Andre Hoek: I think it is our extreme attention to detail and the way we focus on a balanced yacht inside and out. Our philosophy of research and our eye for detail is another area in which I feel we excel.
MegayachtNews.com: What has been your most challenging project to date?
AH That would have to be the 208 ft schooner Athos (below). Not because she is one of the biggest yachts we have designed but because of the need to give her an extremely shallow draft and a 205 ft tall sail plan that could just pass under the Bridge of the America’s. Despite that she had to fulfill the stability requirements laid down by the MCA, sail well, be comfortable without excessive heel and be fast as well. We tank and wind tunnel tested her extensively to get all that right. Not only that, but her owner also expected an extremely detailed exterior that called for barrel skylights and many other unique exterior features.
MegayachtNews.com: You head up a strong design team, yet you remain the figurehead that owners want to talk to. How do you divide up your responsibilities?
Andre Hoek: I spend quite a lot of my time with clients, while Ruurt Meulemans, who has been with me for more than 15 years, is our technical director. He studied naval architecture and aeronautical engineering and is responsible for the naval architecture in the office. Martijn van Schaik, a specialized structural engineer and naval architect, is responsible for all structural engineering and has been with us for a long time as well. We all work with project teams and tend to work on most projects together.
MegayachtNews.com: Are you busy with new projects, and if so, what can you tells about them?

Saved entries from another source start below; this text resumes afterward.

// Copyright 2024 Kore Ledger
// SPDX-License-Identifier: AGPL-3.0-or-later

//! # Model registry.
//!

use std::{collections::HashMap, sync::Arc};

use crate::{error::EazyError, utils::is_identifier};

use super::ModelDef;

/// The models of one application.
#[derive(Debug, Clone, Default)]
pub struct ModelRegistry {
    app: String,
    models: HashMap<String, Arc<ModelDef>>,
    order: Vec<String>,
}

impl ModelRegistry {
    /// Build a registry for `app`, validating every model.
    ///
    /// # Errors
    ///
    /// * `EazyError::Validation` - A model is invalid or declared twice.
    ///
    pub fn new(app: &str, models: Vec<ModelDef>) -> Result<Self, EazyError> {
        let mut registry = Self {
            app: app.to_owned(),
            ..Default::default()
        };
        for model in models {
            registry.register(model)?;
        }
        Ok(registry)
    }

    /// Add a model.
    pub fn register(&mut self, model: ModelDef) -> Result<(), EazyError> {
        model.validate()?;
        if self.models.contains_key(&model.name) {
            return Err(EazyError::validation(format!(
                "Model {} is already registered in app {}",
                model.name, self.app
            )));
        }
        let table = model.table_name();
        if self.iter().any(|other| other.table_name() == table) {
            return Err(EazyError::validation(format!(
                "Table {table} is already used in app {}",
                self.app
            )));
        }
        self.order.push(model.name.clone());
        self.models.insert(model.name.clone(), Arc::new(model));
        Ok(())
    }

    /// Get a model by name.
    ///
    /// # Errors
    ///
    /// * `EazyError::InvalidQuery` - The name is not an identifier, or no such model exists.
    ///
    pub fn get(&self, name: &str) -> Result<Arc<ModelDef>, EazyError> {
        if !is_identifier(name) {
            return Err(EazyError::invalid_query(format!("Invalid model name: {name}")));
        }
        self.models.get(name).cloned().ok_or_else(|| {
            EazyError::invalid_query(format!(
                "Error getting model {name}: no such model in app {}",
                self.app
            ))
        })
    }

    /// Application name.
    pub fn app(&self) -> &str {
        &self.app
    }

    /// Models in registration order.
    pub fn iter(&self) -> impl Iterator<Item = &ModelDef> {
        self.order
            .iter()
            .filter_map(|name| self.models.get(name))
            .map(|model| model.as_ref())
    }

    pub fn len(&self) -> usize {
        self.order.len()
    }

    pub fn is_empty(&self) -> bool {
        self.order.is_empty()
    }
}
// Copyright 2024 Kore Ledger
// SPDX-License-Identifier: AGPL-3.0-or-later

//! # Command line interface.
//!
//! Every subcommand maps onto one [`Dao`] operation. Records, filters and sort objects are
//! given as JSON arguments; results are returned as JSON.

use clap::{Parser, Subcommand};
use serde_json::{json, Value};

use crate::{
    dao::{Dao, SqlDao},
    error::EazyError,
    model::Record,
    query::{parse_sort_arg, ListQuery},
};

/// Generic CRUD access to the models of a SQLite database.
#[derive(Parser, Debug)]
#[command(name = "eazyapi", author, version, about, long_about = None)]
pub struct Args {
    /// Configuration file path (json, yaml or toml)
    #[arg(short, long, global = true, default_value = "")]
    pub config: String,

    /// Read settings from EAZYAPI_* environment variables
    #[arg(short, long, global = true)]
    pub env: bool,

    #[command(subcommand)]
    pub command: Option<Command>,
}

#[derive(Subcommand, Debug, PartialEq)]
pub enum Command {
    /// Create the tables of every configured model
    Migrate,
    /// Fetch a record by primary key
    Get { model: String, id: i64 },
    /// Fetch the only record whose field equals a value
    Find {
        model: String,
        field: String,
        /// JSON value, or a plain string
        value: String,
    },
    /// List records
    List {
        model: String,
        /// Filter object
        #[arg(short, long)]
        filter: Option<String>,
        /// Sort string ("name,-age") or JSON sort object
        #[arg(short, long, allow_hyphen_values = true)]
        sort: Option<String>,
        #[arg(short, long, requires = "page_size")]
        page: Option<u64>,
        #[arg(long, requires = "page")]
        page_size: Option<u64>,
    },
    /// Create a record
    Create { model: String, record: String },
    /// Update a record by primary key
    Update {
        model: String,
        id: i64,
        changes: String,
    },
    /// Update the record matching a lookup, or create it
    Upsert {
        model: String,
        lookup: String,
        #[arg(short, long, default_value = "{}")]
        defaults: String,
    },
    /// Delete a record by primary key
    Delete { model: String, id: i64 },
    /// Create every record of a JSON array file, all or none
    Import { model: String, file: String },
    /// Update every record matching a filter
    UpdateMany {
        model: String,
        filter: String,
        changes: String,
    },
    /// Delete every record matching a filter
    DeleteMany { model: String, filter: String },
    /// Count records
    Count {
        model: String,
        #[arg(short, long)]
        filter: Option<String>,
    },
    /// Whether any record matches
    Exists {
        model: String,
        #[arg(short, long)]
        filter: Option<String>,
    },
}

fn parse_filter(arg: &str) -> Result<Value, EazyError> {
    serde_json::from_str(arg)
        .map_err(|e| EazyError::invalid_query(format!("Invalid JSON for filter: {e}")))
}

fn parse_record(arg: &str) -> Result<Record, EazyError> {
    match serde_json::from_str(arg) {
        Ok(Value::Object(record)) => Ok(record),
        Ok(other) => Err(EazyError::validation(format!(
            "Expected a JSON object, got {other}"
        ))),
        Err(e) => Err(EazyError::validation(format!("Invalid JSON for record: {e}"))),
    }
}

fn parse_records(content: &str) -> Result<Vec<Record>, EazyError> {
    let records: Vec<Value> = serde_json::from_str(content)
        .map_err(|e| EazyError::validation(format!("Invalid JSON for records: {e}")))?;
    records
        .into_iter()
        .map(|record| match record {
            Value::Object(record) => Ok(record),
            other => Err(EazyError::validation(format!(
                "Expected a JSON object, got {other}"
            ))),
        })
        .collect()
}

/// Run a subcommand on an initialized DAO.
pub async fn run(command: Command, dao: &SqlDao) -> Result<Value, EazyError> {
    let output = match command {
        Command::Migrate => {
            let registry = dao.registry();
            let models: Vec<&str> = registry.iter().map(|m| m.name.as_str()).collect();
            json!({"app": registry.app(), "models": models})
        }
        Command::Get { model, id } => Value::Object(dao.get_by_id(&model, id).await?),
        Command::Find {
            model,
            field,
            value,
        } => {
            let value = serde_json::from_str(&value).unwrap_or(Value::String(value));
            Value::Object(dao.get_by_field(&model, &field, value).await?)
        }
        Command::List {
            model,
            filter,
            sort,
            page,
            page_size,
        } => {
            let query = ListQuery {
                filter: filter.as_deref().map(parse_filter).transpose()?,
                sort: sort.as_deref().map(parse_sort_arg).transpose()?,
                page,
                page_size,
            };
            let records = dao.get_many(&model, query).await?;
            Value::Array(records.into_iter().map(Value::Object).collect())
        }
        Command::Create { model, record } => {
            Value::Object(dao.create(&model, parse_record(&record)?).await?)
        }
        Command::Update { model, id, changes } => {
            Value::Object(dao.update(&model, id, parse_record(&changes)?).await?)
        }
        Command::Upsert {
            model,
            lookup,
            defaults,
        } => {
            let (record, created) = dao
                .update_or_create(&model, parse_record(&lookup)?, parse_record(&defaults)?)
                .await?;
            json!({"record": record, "created": created})
        }
        Command::Delete { model, id } => {
            dao.delete(&model, id).await?;
            json!({"deleted": id})
        }
        Command::Import { model, file } => {
            let content = std::fs::read_to_string(&file)
                .map_err(|e| EazyError::validation(format!("Cannot read {file}: {e}")))?;
            let created = dao.bulk_create(&model, parse_records(&content)?).await?;
            json!({"created": created})
        }
        Command::UpdateMany {
            model,
            filter,
            changes,
        } => {
            let updated = dao
                .bulk_update(&model, parse_filter(&filter)?, parse_record(&changes)?)
                .await?;
            json!({"updated": updated})
        }
        Command::DeleteMany { model, filter } => {
            let deleted = dao.bulk_delete(&model, parse_filter(&filter)?).await?;
            json!({"deleted": deleted})
        }
        Command::Count { model, filter } => {
            let filter = filter.as_deref().map(parse_filter).transpose()?;
            Value::from(dao.count(&model, filter).await?)
        }
        Command::Exists { model, filter } => {
            let filter = filter.as_deref().map(parse_filter).transpose()?;
            Value::from(dao.exists(&model, filter).await?)
        }
    };
    Ok(output)
}

#[cfg(test)]
mod tests {
    use clap::error::ErrorKind;

    use super::*;
    use crate::{
        database::DatabaseConfig,
        model::{FieldDef, ModelDef},
    };

    async fn dao() -> SqlDao {
        let config = DatabaseConfig::new(
            "sqlite://:memory:",
            "shop",
            vec![ModelDef::new("Book")
                .field(FieldDef::text("title"))
                .field(FieldDef::int("pages").nullable())],
        );
        let dao = SqlDao::new(config).unwrap();
        dao.init().await.unwrap();
        dao
    }

    fn parse(args: &[&str]) -> Command {
        let mut argv = vec!["eazyapi"];
        argv.extend_from_slice(args);
        Args::try_parse_from(argv).unwrap().command.unwrap()
    }

    #[test]
    fn test_version() {
        let error = Args::try_parse_from(["eazyapi", "--version"]).unwrap_err();
        assert_eq!(error.kind(), ErrorKind::DisplayVersion);
        assert!(error
            .to_string()
            .contains(&format!("eazyapi {}", env!("CARGO_PKG_VERSION"))));
    }

    #[test]
    fn test_help() {
        let error = Args::try_parse_from(["eazyapi", "--help"]).unwrap_err();
        assert_eq!(error.kind(), ErrorKind::DisplayHelp);
        assert!(error.to_string().contains("Usage: eazyapi"));
    }

    #[test]
    fn test_parse_args() {
        let args = Args::try_parse_from(["eazyapi", "--config", "eazyapi.toml", "--env"]).unwrap();
        assert_eq!(args.config, "eazyapi.toml");
        assert!(args.env);
        assert!(args.command.is_none());

        assert_eq!(
            parse(&["list", "Book", "--sort", "-pages", "--page", "2", "--page-size", "10"]),
            Command::List {
                model: "Book".to_owned(),
                filter: None,
                sort: Some("-pages".to_owned()),
                page: Some(2),
                page_size: Some(10),
            }
        );
        assert_eq!(
            parse(&["delete-many", "Book", r#"{"pages": null}"#]),
            Command::DeleteMany {
                model: "Book".to_owned(),
                filter: r#"{"pages": null}"#.to_owned(),
            }
        );
        assert!(Args::try_parse_from(["eazyapi", "list", "Book", "--page", "2"]).is_err());
        assert!(Args::try_parse_from(["eazyapi", "get", "Book", "one"]).is_err());
    }

    #[tokio::test]
    async fn test_run_commands() {
        let dao = dao().await;

        let migrated = run(Command::Migrate, &dao).await.unwrap();
        assert_eq!(migrated, json!({"app": "shop", "models": ["Book"]}));

        let created = run(
            parse(&["create", "Book", r#"{"title": "Dune", "pages": 412}"#]),
            &dao,
        )
        .await
        .unwrap();
        assert_eq!(created, json!({"_id": 1, "title": "Dune", "pages": 412}));

        let found = run(parse(&["find", "Book", "title", "Dune"]), &dao)
            .await
            .unwrap();
        assert_eq!(found, created);
        let found = run(parse(&["find", "Book", "pages", "412"]), &dao)
            .await
            .unwrap();
        assert_eq!(found, created);

        let upserted = run(
            parse(&["upsert", "Book", r#"{"title": "Emma"}"#, "--defaults", r#"{"pages": 300}"#]),
            &dao,
        )
        .await
        .unwrap();
        assert_eq!(upserted["created"], json!(true));
        assert_eq!(upserted["record"]["pages"], json!(300));

        let listed = run(parse(&["list", "Book", "--sort", "-pages"]), &dao)
            .await
            .unwrap();
        assert_eq!(listed[0]["title"], json!("Dune"));
        assert_eq!(listed[1]["title"], json!("Emma"));

        let count = run(parse(&["count", "Book", "--filter", r#"{"pages": ">300"}"#]), &dao)
            .await
            .unwrap();
        assert_eq!(count, json!(1));

        let updated = run(
            parse(&["update-many", "Book", "{}", r#"{"pages": null}"#]),
            &dao,
        )
        .await
        .unwrap();
        assert_eq!(updated, json!({"updated": 2}));

        run(parse(&["delete", "Book", "1"]), &dao).await.unwrap();
        let exists = run(parse(&["exists", "Book", "--filter", r#"{"_id": 1}"#]), &dao)
            .await
            .unwrap();
        assert_eq!(exists, json!(false));
    }

    #[tokio::test]
    async fn test_list_descending_sort_strings() {
        let dao = dao().await;
        for record in [
            r#"{"title": "Emma", "pages": 300}"#,
            r#"{"title": "Dune", "pages": 412}"#,
            r#"{"title": "Ulysses", "pages": 300}"#,
        ] {
            run(parse(&["create", "Book", record]), &dao).await.unwrap();
        }

        let titles = |listed: Value| -> Vec<String> {
            listed
                .as_array()
                .unwrap()
                .iter()
                .map(|book| book["title"].as_str().unwrap().to_owned())
                .collect()
        };

        let listed = run(parse(&["list", "Book", "-s", "-pages,-title"]), &dao)
            .await
            .unwrap();
        assert_eq!(titles(listed), vec!["Dune", "Ulysses", "Emma"]);

        let listed = run(parse(&["list", "Book", "--sort=-title"]), &dao)
            .await
            .unwrap();
        assert_eq!(titles(listed), vec!["Ulysses", "Emma", "Dune"]);

        let listed = run(parse(&["list", "Book", "--sort", r#"[["pages", -1], ["title", 1]]"#]), &dao)
            .await
            .unwrap();
        assert_eq!(titles(listed), vec!["Dune", "Emma", "Ulysses"]);
    }

    #[tokio::test]
    async fn test_import() {
        let dao = dao().await;
        let temp_dir = tempfile::TempDir::new().unwrap();
        let path = temp_dir.path().join("books.json");
        std::fs::write(&path, r#"[{"title": "Dune"}, {"title": "Emma", "pages": 300}]"#).unwrap();

        let imported = run(
            parse(&["import", "Book", path.to_str().unwrap()]),
            &dao,
        )
        .await
        .unwrap();
        assert_eq!(imported, json!({"created": 2}));

        std::fs::write(&path, r#"[{"title": "Dune"}, 5]"#).unwrap();
        let error = run(parse(&["import", "Book", path.to_str().unwrap()]), &dao)
            .await
            .unwrap_err();
        assert!(matches!(error, EazyError::Validation(_)));
    }

    #[tokio::test]
    async fn test_run_errors() {
        let dao = dao().await;
        let error = run(parse(&["get", "Book", "9"]), &dao).await.unwrap_err();
        assert_eq!(error, EazyError::RecordNotFound("Record not found".to_owned()));

        let error = run(parse(&["create", "Book", "[1]"]), &dao).await.unwrap_err();
        assert!(matches!(error, EazyError::Validation(_)));

        let error = run(parse(&["count", "Book", "--filter", "{"]), &dao)
            .await
            .unwrap_err();
        assert!(matches!(error, EazyError::InvalidQuery(_)));

        let error = run(parse(&["list", "Novel"]), &dao).await.unwrap_err();
        assert!(matches!(error, EazyError::InvalidQuery(_)));
    }
}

Andre Hoek: We have two new J-Class yachts under construction and a third one in design presently. We have a range of projects at hand, both sail and power, ranging from smaller production yachts to a 164-foot, modern-styled yacht with a flybridge!
MegayachtNews.com: What are the most exciting design developments you have witnessed in yachts in recent times?
Andre Hoek: New and highly sophisticated computerized fluid dynamics programs have made quite an impact in our work. We can now calculate the resistance and lift forces, leeway angles and wave patterns around hulls, and efficiency of keels with such CFD programs. It means we can do projects in house where we run six different hull shapes through this CFD software to see what difference it makes to distribute the volume of a hull in different ways. We can see what the effect of a keel change is on leeway or what difference the change of the shape of the leading edge of a keel makes in upwind performance. Things that were very difficult to calculate or determine in the past can now be visualized and calculated. For our latest project with Royal Huisman, we analyzed six different hull shapes with this software before we started to design and engineer the complete yacht. Other areas that are interesting are development in winches, spars, and sails where all is becoming lighter, faster, and more efficient. This means that we can design bigger yachts which are relatively easy to handle.
MegayachtNews.com: If you were asked to verbally sketch your ideal client in just a few words, what would you say?
Andre Hoek: Involved, enthusiastic, excited, and willing to improve things over and above what has been done before.
MegayachtNews.com: Looking into your crystal ball, what do you think will be on your drawing board in 2025?
Andre Hoek: Ten years from now is a very difficult concept to predict. I never anticipated in 1985 that I would be designing the kind of yachts that we are today. I never thought we would have more than 400 of our designs seen built in 30 years. More than 300 traditional Dutch sailing yachts have been built to our designs, for instance, and that is apart from more than 100 Spirit of Tradition type yachts. As for super sailing yachts, I do not think they will grow much in size due to the restrictions in beam and height of already existing bridges in, for example, the Panama Canal. There are plans to change that canal and even to create another one. When and if that happens, who knows what size yachts could grow to. Having said that, there are not too many owners who would like to entertain more than four couples at the same time, so you have to ask, how many cabins and how large does a yacht need to be?